そんな勢いで黒猫を押し退けた時、射場ザキはある事に気が付く。
「!お前……」
黒猫がいつもより異様に硬くなっている気がした。いや、間違いなく硬くなっている。そう確信した。
先程黒猫が言っていたバフを掛けていたという言葉。それを真に受けたとしても防御の能力値が桁違いに跳ね上がり過ぎているのだ。
下っ端だが仮にも暗殺専門のブラックギルドに所属している射場ザキ。ある程度の上がり方は微細だとしても多少なり把握出来る位の能力は身に付けている。
それは敵がバフを掛けて自分より強くなった場合、不利有利を素早く判断して撤退か反撃かを判断する為だ。ブラックギルドの世界を生き残る為に必要な能力。
しかし、黒猫のステータスの上がり幅はそんな能力が無くても、なんなら素人でも認識出来る程跳ね上がっているのだ。

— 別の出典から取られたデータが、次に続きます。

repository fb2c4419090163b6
use serde::Deserialize;

#[derive(Debug, Deserialize, Clone)]
pub struct Config {
    pub server: ServerConfig,
    pub clinic: ClinicConfig,
}

#[derive(Debug, Deserialize, Clone)]
pub struct ServerConfig {
    pub port: u16,
}

#[derive(Debug, Deserialize, Clone)]
pub struct ClinicConfig {
    pub name: String,
    pub phone: String,
    pub whatsapp: String,
    pub address: String,
}

/// Default configuration embedded in the binary
const DEFAULT_CONFIG: &str = r#"
[server]
port = 3000

[clinic]
name = "Clinique Naissance"
phone = "07 70 07 73 40"
whatsapp = "https://wa.me/212770077340"
address = "ولاد برحيل الشارع الرئيسي عمارة الهدى الطابق الاول"
"#;

/// Load configuration from config.toml file
///
/// Search order:
/// 1. Next to the executable (for production)
/// 2. Falls back to embedded default config
pub fn load_config() -> anyhow::Result<Config> {
    // Try to find config.toml next to the executable
    if let Ok(exe_path) = std::env::current_exe() {
        if let Some(exe_dir) = exe_path.parent() {
            let config_path = exe_dir.join("config.toml");

            if config_path.exists() {
                tracing::info!("Loading config from: {}", config_path.display());
                let contents = std::fs::read_to_string(&config_path)?;
                let config: Config = toml::from_str(&contents)?;
                return Ok(config);
            } else {
                tracing::warn!("config.toml not found at: {}", config_path.display());
            }
        }
    }

    // Fall back to default config
    tracing::info!("Using default embedded configuration");
    let config: Config = toml::from_str(DEFAULT_CONFIG)?;
    Ok(config)
}

#[cfg(test)]
mod tests {
    use super::*;

    #[test]
    fn test_default_config_loads() {
        let config: Result<Config, _> = toml::from_str(DEFAULT_CONFIG);
        assert!(config.is_ok());
        let config = config.unwrap();
        assert_eq!(config.server.port, 3000);
        assert_eq!(config.clinic.name, "Clinique Naissance");
    }
}
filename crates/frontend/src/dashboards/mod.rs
pub mod overview;

pub use overview::ui::StaffDashboard;
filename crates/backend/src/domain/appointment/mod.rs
pub mod repository;
pub mod service;
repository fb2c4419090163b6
use crate::domain::appointment::repository::AppointmentStore;
use crate::domain::doctor::repository::DoctorDirectory;

/// Shared handles, cloned into every handler through axum `State`.
/// No ambient globals: whoever needs the store gets it handed to them.
#[derive(Clone)]
pub struct AppState {
    pub store: AppointmentStore,
    pub doctors: DoctorDirectory,
}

例えるなら空だったペットボトルが水で満タンになってる。それ程の違い。
「……こいつぁ」
見てない時どんなバフを掛けたのか気になる射場ザキ。
しかし、その追求は後回しにして今は作戦の事だけを考える。
「へっ、まぁいい。使えるならなんだってな。何のバフ掛けたか知らねーが少しは役に立ちそうだな」
「うむ?のじゃ!」
突き飛ばされて尻餅を尽かされた状態の黒猫だが、今の射場ザキの言葉が自分の上司であるフゥを褒められた気がして、黒猫は怒りより先に誇らしげになり、得意気な顔で嬉しそうに頷く。
「はっ、2人が2階の窓から撤退した。俺達も退くぞ」
そう言って射場ザキは裏路地へと踵を返して急ぎ足で歩を進める。
それと同時に、射場ザキと黒猫のいる場所を取り囲む様にして周りから突如戦闘音が鳴り響く。
「ちっ、早過ぎる。こりゃ接敵するな。なるべく会わねぇ様にしてぇが、仕方ねぇ。羽崎のクソアマめ。救援なんか呼ばれやがって」
射場ザキはそう呟くと弓と短剣型の矢を手に装備する。
少しして黒猫も周りから響くこの音が戦闘音だと理解すると、誰が戦っているのか気になり射場ザキに尋ねる。
「周りが騒がしいが戦っとるのは棄世とやらかの?」
「あ?ああ、死にたくないならさんを付けろアホ。棄世さんとブルーハートさんだ間違いなくな。あの2人はそういう能力だから広範囲をカバー出来るんだ。だから戦闘音があっちゃこっちゃからすんだよ。いいからくっちゃべってないでさっさと付いて来い」
そう言って壁沿いに素早く移動する射場ザキに置いていかれまいと、黒猫も急いで後を追う。
敵に警戒しながら射場ザキと黒猫はその場を後にした。